By Imran PisaniPublished about 4 hours ago 3 min read

Everyone told him writing wasn’t a real plan.

Teachers said it gently. Friends said it as a joke. Adults said it with that look—the one that meant be realistic. But he kept writing anyway.

He wrote on the bus, phone balanced on his knee as the road bumped beneath him. He wrote during lunch, ignoring the noise of the cafeteria. He wrote late at night, the glow of his screen the only light in his room while the rest of the house slept. Writing wasn’t something he did. It was something that happened to him, like breathing.

His name wasn’t on any book covers. Nobody lined up to read his work. Most of what he wrote lived in half-filled notebooks and unfinished Google Docs. Still, every story felt important. Like it mattered just because it existed.

At school, he wasn’t known as “the writer.” He was just another face in the crowd. Quiet. Observant. The type of person teachers forgot to call on and classmates didn’t notice until he was suddenly good at something.

But inside his head? Whole worlds were forming.

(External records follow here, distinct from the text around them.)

//! Tunable parameter groups.
//!
//! Every field defaults to the matching value in [`crate::constants`]; the
//! frontends build a [`ParallaxConfig::default()`] and override what they
//! need before handing it to the estimator and camera.

use crate::constants::*;
use thiserror::Error;

#[derive(Debug, Error, Clone, PartialEq)]
pub enum ConfigError {
    #[error("smoothing alpha must be in (0, 1], got {0}")]
    Alpha(f32),
    #[error("movement threshold must be finite and >= 0, got {0}")]
    Threshold(f32),
    #[error("{name} must be finite and > 0, got {value}")]
    NotPositive { name: &'static str, value: f32 },
    #[error("near plane ({near}) must be closer than far plane ({far})")]
    ClipPlanes { near: f32, far: f32 },
    #[error("field of view must be in (0, 180) degrees, got {0}")]
    Fov(f32),
    #[error("distance scale range is empty: [{min}, {max}]")]
    ScaleRange { min: f32, max: f32 },
    #[error("iris landmark set is empty")]
    NoIrisLandmarks,
}

fn positive(name: &'static str, value: f32) -> Result<(), ConfigError> {
    if value.is_finite() && value > 0.0 {
        Ok(())
    } else {
        Err(ConfigError::NotPositive { name, value })
    }
}

#[derive(Clone, Debug, PartialEq)]
pub struct GazeConfig {
    pub smoothing_alpha: f32,
    pub movement_threshold: f32,
    pub iris_diameter_mm: f32,
    pub normalized_focal_x: f32,
    pub default_distance_cm: f32,
    /// Flip landmark x (`1 - x`) for detectors running in selfie mode.
    pub mirror_x: bool,
    pub iris_landmarks: Vec<usize>,
}

impl Default for GazeConfig {
    fn default() -> Self {
        Self {
            smoothing_alpha: SMOOTHING_ALPHA,
            movement_threshold: MOVEMENT_THRESHOLD,
            iris_diameter_mm: IRIS_DIAMETER_MM,
            normalized_focal_x: NORMALIZED_FOCAL_X,
            default_distance_cm: DEFAULT_DISTANCE_CM,
            mirror_x: false,
            iris_landmarks: LEFT_IRIS_LANDMARKS.to_vec(),
        }
    }
}

impl GazeConfig {
    pub fn validate(&self) -> Result<(), ConfigError> {
        if !(self.smoothing_alpha > 0.0 && self.smoothing_alpha <= 1.0) {
            return Err(ConfigError::Alpha(self.smoothing_alpha));
        }
        if !(self.movement_threshold.is_finite() && self.movement_threshold >= 0.0) {
            return Err(ConfigError::Threshold(self.movement_threshold));
        }
        positive("iris_diameter_mm", self.iris_diameter_mm)?;
        positive("normalized_focal_x", self.normalized_focal_x)?;
        positive("default_distance_cm", self.default_distance_cm)?;
        if self.iris_landmarks.is_empty() {
            return Err(ConfigError::NoIrisLandmarks);
        }
        Ok(())
    }
}

#[derive(Clone, Debug, PartialEq)]
pub struct CameraConfig {
    pub fov_deg: f32,
    pub near: f32,
    pub far: f32,
    pub nominal_z: f32,
    pub vertical_offset: f32,
    pub frustum_damping: f32,
    pub reference_distance_cm: f32,
    pub scale_span_cm: f32,
    pub scale_min: f32,
    pub scale_max: f32,
}

impl Default for CameraConfig {
    fn default() -> Self {
        Self {
            fov_deg: CAMERA_FOV_DEG,
            near: CAMERA_NEAR,
            far: CAMERA_FAR,
            nominal_z: CAMERA_Z,
            vertical_offset: VERTICAL_OFFSET,
            frustum_damping: FRUSTUM_DAMPING,
            reference_distance_cm: DEFAULT_DISTANCE_CM,
            scale_span_cm: DISTANCE_SCALE_SPAN_CM,
            scale_min: DISTANCE_SCALE_MIN,
            scale_max: DISTANCE_SCALE_MAX,
        }
    }
}

impl CameraConfig {
    pub fn validate(&self) -> Result<(), ConfigError> {
        if !(self.fov_deg > 0.0 && self.fov_deg < 180.0) {
            return Err(ConfigError::Fov(self.fov_deg));
        }
        positive("near", self.near)?;
        positive("far", self.far)?;
        if self.near >= self.far {
            return Err(ConfigError::ClipPlanes {
                near: self.near,
                far: self.far,
            });
        }
        positive("nominal_z", self.nominal_z)?;
        positive("scale_span_cm", self.scale_span_cm)?;
        positive("scale_min", self.scale_min)?;
        if self.scale_min > self.scale_max {
            return Err(ConfigError::ScaleRange {
                min: self.scale_min,
                max: self.scale_max,
            });
        }
        Ok(())
    }

    #[inline]
    pub fn fov_radians(&self) -> f32 {
        self.fov_deg.to_radians()
    }
}

#[derive(Clone, Debug, PartialEq)]
pub struct SceneConfig {
    pub static_disks: usize,
    pub moving_disks: usize,
    pub seed: u64,
}

impl Default for SceneConfig {
    fn default() -> Self {
        Self {
            static_disks: STATIC_DISK_COUNT,
            moving_disks: MOVING_DISK_COUNT,
            seed: 42,
        }
    }
}

#[derive(Clone, Debug, Default, PartialEq)]
pub struct ParallaxConfig {
    pub gaze: GazeConfig,
    pub camera: CameraConfig,
    pub scene: SceneConfig,
}

impl ParallaxConfig {
    pub fn validate(&self) -> Result<(), ConfigError> {
        self.gaze.validate()?;
        self.camera.validate()
    }
}
//! Single owner for everything a frontend drives per frame.

use crate::camera::{CameraPose, ParallaxCamera, Viewport};
use crate::config::{ConfigError, ParallaxConfig};
use crate::gaze::GazeState;
use crate::scene::DiskField;
use crate::sequence::SequenceTransition;
use crate::shared::SharedGaze;
use std::time::Duration;

/// Everything a renderer needs for one display refresh.
#[derive(Clone, Copy, Debug)]
pub struct RenderFrame {
    pub pose: CameraPose,
    pub gaze: GazeState,
    pub moved_disks: usize,
}

pub struct ParallaxSession {
    gaze: SharedGaze,
    camera: ParallaxCamera,
    field: DiskField,
}

impl ParallaxSession {
    pub fn new(config: ParallaxConfig) -> Result<Self, ConfigError> {
        config.validate()?;
        Ok(Self {
            gaze: SharedGaze::new(config.gaze),
            camera: ParallaxCamera::new(config.camera),
            field: DiskField::new(&config.scene),
        })
    }

    /// Handle for the perception side; clone it into a detector thread.
    pub fn gaze(&self) -> &SharedGaze {
        &self.gaze
    }

    pub fn field(&self) -> &DiskField {
        &self.field
    }

    /// One display refresh at `now` (time since start), `dt` after the last.
    pub fn render_tick(&mut self, viewport: Viewport, now: Duration, dt: Duration) -> RenderFrame {
        let (gaze, transition) = self.gaze.latch_and_snapshot(now);
        if let Some(SequenceTransition::Started { at }) = transition {
            log::info!("[session] disks released at {:.2}s", at.as_secs_f32());
        }
        let moved_disks = self.field.advance(gaze.sequence, now, dt);
        let pose = self.camera.pose(&gaze, viewport);
        RenderFrame {
            pose,
            gaze,
            moved_disks,
        }
    }
}
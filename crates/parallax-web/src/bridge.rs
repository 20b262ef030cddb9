//! Flat-array marshalling between the JS host and the core types.
//!
//! JS hands over landmarks as interleaved `[x0, y0, x1, y1, ...]` and reads
//! poses and scene objects back as fixed-stride `Float32Array`s.

use parallax_core::{CameraPose, DiskField, LandmarkPoint};
use thiserror::Error;

/// position(3) + target(3) + projection(16, column-major) + frustum(6)
pub const POSE_STRIDE: usize = 28;
/// position(3) + rotation quaternion xyzw(4) + colour rgb(3)
pub const OBJECT_STRIDE: usize = 10;

#[derive(Debug, Error, Clone, PartialEq, Eq)]
pub enum BridgeError {
    #[error("landmark array has odd length {0}; expected interleaved x,y pairs")]
    OddLength(usize),
}

pub fn unpack_face(points: &[f32]) -> Result<Vec<LandmarkPoint>, BridgeError> {
    if points.len() % 2 != 0 {
        return Err(BridgeError::OddLength(points.len()));
    }
    Ok(points
        .chunks_exact(2)
        .map(|xy| LandmarkPoint::new(xy[0], xy[1]))
        .collect())
}

pub fn pack_pose(pose: &CameraPose) -> Vec<f32> {
    let f = &pose.frustum;
    let mut out = Vec::with_capacity(POSE_STRIDE);
    out.extend_from_slice(&pose.position.to_array());
    out.extend_from_slice(&pose.target.to_array());
    out.extend_from_slice(&pose.projection.to_cols_array());
    out.extend_from_slice(&[f.left, f.right, f.bottom, f.top, f.near, f.far]);
    out
}

pub fn pack_objects(field: &DiskField) -> Vec<f32> {
    let mut out = Vec::with_capacity(field.objects().count() * OBJECT_STRIDE);
    for o in field.objects() {
        out.extend_from_slice(&o.position.to_array());
        out.extend_from_slice(&o.rotation.to_array());
        out.extend_from_slice(&o.color_rgb);
    }
    out
}
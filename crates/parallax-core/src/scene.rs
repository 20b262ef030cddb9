//! Disk scene shared by the frontends.
//!
//! Static disks sit on a Fibonacci sphere around the origin. Moving disks
//! start on a wider sphere and glide toward the origin once the tracking
//! sequence is running, each after its own staggered delay.

use crate::config::SceneConfig;
use crate::constants::*;
use crate::sequence::SequencePhase;
use glam::{EulerRot, Mat4, Quat, Vec3};
use rand::prelude::*;
use std::f32::consts::PI;
use std::time::Duration;

#[derive(Clone, Debug, PartialEq)]
pub struct SceneObject {
    pub position: Vec3,
    pub rotation: Quat,
    pub color_rgb: [f32; 3],
}

impl SceneObject {
    pub fn model_matrix(&self) -> Mat4 {
        Mat4::from_rotation_translation(self.rotation, self.position)
    }
}

#[derive(Clone, Debug, PartialEq)]
pub struct MovingDisk {
    pub object: SceneObject,
    pub direction: Vec3,
    pub speed: f32,
    pub delay: Duration,
    pub stopped: bool,
}

/// Point `i` of `n` spread evenly over a sphere using the golden angle.
pub fn fibonacci_sphere_point(i: usize, n: usize, radius: f32) -> Vec3 {
    let golden_ratio = (1.0 + 5.0_f32.sqrt()) / 2.0;
    let theta = i as f32 * 2.0 * PI / golden_ratio;
    let phi = (1.0 - 2.0 * (i as f32 + 0.5) / n.max(1) as f32).acos();
    Vec3::new(
        radius * phi.sin() * theta.cos(),
        radius * phi.sin() * theta.sin(),
        radius * phi.cos(),
    )
}

fn random_object(rng: &mut StdRng, position: Vec3) -> SceneObject {
    let color_rgb = [rng.gen::<f32>(), rng.gen::<f32>(), rng.gen::<f32>()];
    let rx = rng.gen::<f32>() * PI;
    let ry = rng.gen::<f32>() * PI;
    SceneObject {
        position,
        rotation: Quat::from_euler(EulerRot::XYZ, rx, ry, 0.0),
        color_rgb,
    }
}

pub struct DiskField {
    pub static_disks: Vec<SceneObject>,
    pub moving_disks: Vec<MovingDisk>,
}

impl DiskField {
    pub fn new(config: &SceneConfig) -> Self {
        let mut rng = StdRng::seed_from_u64(config.seed);
        let static_disks = (0..config.static_disks)
            .map(|i| {
                let pos = fibonacci_sphere_point(i, config.static_disks, STATIC_DISK_RADIUS);
                random_object(&mut rng, pos)
            })
            .collect::<Vec<_>>();
        let moving_disks = (0..config.moving_disks)
            .map(|i| {
                let pos = fibonacci_sphere_point(i, config.moving_disks, MOVING_DISK_RADIUS);
                let object = random_object(&mut rng, pos);
                MovingDisk {
                    direction: (-pos).normalize_or_zero(),
                    speed: DISK_SPEED_MIN + rng.gen::<f32>() * DISK_SPEED_SPAN,
                    delay: Duration::from_secs_f32(i as f32 * DISK_START_STAGGER_SEC),
                    stopped: false,
                    object,
                }
            })
            .collect::<Vec<_>>();
        Self {
            static_disks,
            moving_disks,
        }
    }

    /// Advance moving disks by `dt`. Nothing moves unless the sequence is
    /// running; returns how many disks moved this tick.
    pub fn advance(&mut self, phase: SequencePhase, now: Duration, dt: Duration) -> usize {
        let Some(elapsed) = phase.elapsed(now) else {
            return 0;
        };
        let dt_sec = dt.as_secs_f32();
        let mut moved = 0;
        for disk in self.moving_disks.iter_mut() {
            if disk.stopped || elapsed < disk.delay {
                continue;
            }
            // never step past the stop sphere, however long the frame
            let to_stop = disk.object.position.length() - DISK_STOP_RADIUS;
            let step = disk.speed * dt_sec;
            moved += 1;
            if step > to_stop {
                let landing = (to_stop + DISK_STOP_MARGIN).max(0.0);
                disk.object.position += disk.direction * landing;
                disk.stopped = true;
                log::debug!("[scene] disk stopped at {:?}", disk.object.position);
            } else {
                disk.object.position += disk.direction * step;
            }
        }
        moved
    }

    pub fn all_stopped(&self) -> bool {
        self.moving_disks.iter().all(|d| d.stopped)
    }

    pub fn objects(&self) -> impl Iterator<Item = &SceneObject> {
        self.static_disks
            .iter()
            .chain(self.moving_disks.iter().map(|d| &d.object))
    }
}

impl Default for DiskField {
    fn default() -> Self {
        Self::new(&SceneConfig::default())
    }
}

/// Line segments of a square reference grid in the XZ plane at height `y`.
pub fn grid_lines(size: f32, divisions: usize, y: f32) -> Vec<[Vec3; 2]> {
    let half = size * 0.5;
    let step = size / divisions.max(1) as f32;
    let mut lines = Vec::with_capacity((divisions + 1) * 2);
    for i in 0..=divisions {
        let k = -half + i as f32 * step;
        lines.push([Vec3::new(k, y, -half), Vec3::new(k, y, half)]);
        lines.push([Vec3::new(-half, y, k), Vec3::new(half, y, k)]);
    }
    lines
}
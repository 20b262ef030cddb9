pub mod bridge;

#[cfg(target_arch = "wasm32")]
mod app;
#[cfg(target_arch = "wasm32")]
pub use app::*;
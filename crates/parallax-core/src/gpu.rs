//! GPU-facing plain-data layouts built from the scene and camera.

use crate::camera::CameraPose;
use crate::constants::{DISK_SIZE, GRID_DIVISIONS, GRID_SIZE, GRID_Y};
use crate::scene::{grid_lines, DiskField};
use glam::{Mat4, Vec3};

#[repr(C)]
#[derive(Copy, Clone, Debug, bytemuck::Pod, bytemuck::Zeroable)]
pub struct Uniforms {
    pub view_proj: [[f32; 4]; 4],
}

impl Uniforms {
    pub fn from_pose(pose: &CameraPose) -> Self {
        Self {
            view_proj: pose.view_proj().to_cols_array_2d(),
        }
    }
}

#[repr(C)]
#[derive(Copy, Clone, Debug, bytemuck::Pod, bytemuck::Zeroable)]
pub struct DiskInstance {
    pub model: [[f32; 4]; 4],
    pub color: [f32; 4],
}

#[repr(C)]
#[derive(Copy, Clone, Debug, bytemuck::Pod, bytemuck::Zeroable)]
pub struct LineVertex {
    pub pos: [f32; 3],
}

pub fn disk_instances(field: &DiskField) -> Vec<DiskInstance> {
    let size = Mat4::from_scale(Vec3::splat(DISK_SIZE));
    field
        .objects()
        .map(|o| DiskInstance {
            model: (o.model_matrix() * size).to_cols_array_2d(),
            color: [o.color_rgb[0], o.color_rgb[1], o.color_rgb[2], 1.0],
        })
        .collect()
}

pub fn grid_vertices() -> Vec<LineVertex> {
    grid_lines(GRID_SIZE, GRID_DIVISIONS, GRID_Y)
        .into_iter()
        .flat_map(|[a, b]| [LineVertex { pos: a.to_array() }, LineVertex { pos: b.to_array() }])
        .collect()
}
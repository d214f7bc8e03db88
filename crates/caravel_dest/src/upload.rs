//! Multipart video upload payload.

use chrono::DateTime;
use std::path::PathBuf;

/// Everything the destination upload endpoint needs for one video.
#[derive(Debug, Clone)]
pub struct VideoUpload {
    /// Video title
    pub name: String,
    /// Target channel of the uploading actor
    pub channel_id: i64,
    /// Description; the destination rejects empty ones
    pub description: String,
    /// Destination privacy level
    pub privacy: u8,
    /// Destination category id
    pub category: u8,
    /// Tags, already capped to destination limits
    pub tags: Vec<String>,
    /// Original publication timestamp, epoch milliseconds; zero when unset
    pub publish_date: i64,
    /// Cached media payload
    pub video_path: PathBuf,
    /// Filename to declare for the media payload
    pub video_filename: String,
    /// MIME type of the media payload
    pub video_mimetype: String,
    /// Cached normalized thumbnail, sent as both preview and thumbnail
    pub thumbnail: Option<ThumbnailUpload>,
}

/// Cached thumbnail file and its upload name.
#[derive(Debug, Clone)]
pub struct ThumbnailUpload {
    /// Path of the normalized JPEG in the local cache
    pub path: PathBuf,
    /// Filename to declare on upload
    pub filename: String,
}

impl VideoUpload {
    /// RFC 3339 rendering of the publish date, when one is set.
    pub fn originally_published_at(&self) -> Option<String> {
        if self.publish_date == 0 {
            return None;
        }
        DateTime::from_timestamp_millis(self.publish_date).map(|dt| dt.to_rfc3339())
    }
}

#[cfg(test)]
mod tests {
    use super::*;

    fn upload(publish_date: i64) -> VideoUpload {
        VideoUpload {
            name: "t".to_string(),
            channel_id: 1,
            description: "t".to_string(),
            privacy: 1,
            category: 13,
            tags: vec![],
            publish_date,
            video_path: PathBuf::from("/tmp/x"),
            video_filename: "x.mp4".to_string(),
            video_mimetype: "video/mp4".to_string(),
            thumbnail: None,
        }
    }

    #[test]
    fn zero_publish_date_omits_publication_field() {
        assert!(upload(0).originally_published_at().is_none());
    }

    #[test]
    fn publish_date_renders_rfc3339() {
        let rendered = upload(1_546_300_800_000).originally_published_at().unwrap();
        assert!(rendered.starts_with("2019-01-01T00:00:00"));
    }
}
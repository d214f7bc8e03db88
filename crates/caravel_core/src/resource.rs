//! The trait tying resource records to the local cache layout.

use serde::Serialize;
use serde::de::DeserializeOwned;

/// A typed migratable entity persisted under a per-kind root in the local
/// resource store, one record file per source id.
///
/// Records are immutable once pulled; a forced re-pull replaces the whole
/// record file.
pub trait Resource: Serialize + DeserializeOwned {
    /// Directory name under the cache root (e.g. `video`, `profile`).
    const KIND: &'static str;

    /// Stable source-system identifier.
    fn id(&self) -> &str;

    /// Canonical push-order key. Records are pushed in non-decreasing key
    /// order so retries regenerate the same work order.
    fn order_key(&self) -> i64;
}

He loved words the way some people loved football. He studied them. Played with them. Rewrote the same sentence ten times just to see which version hit harder. He learned early that writing wasn’t about being perfect—it was about being honest.

And honesty was scary.

The first time he shared his writing, his hands shook. It was for an assignment, something small. Just a short personal narrative. When the teacher read it aloud, the room went quiet.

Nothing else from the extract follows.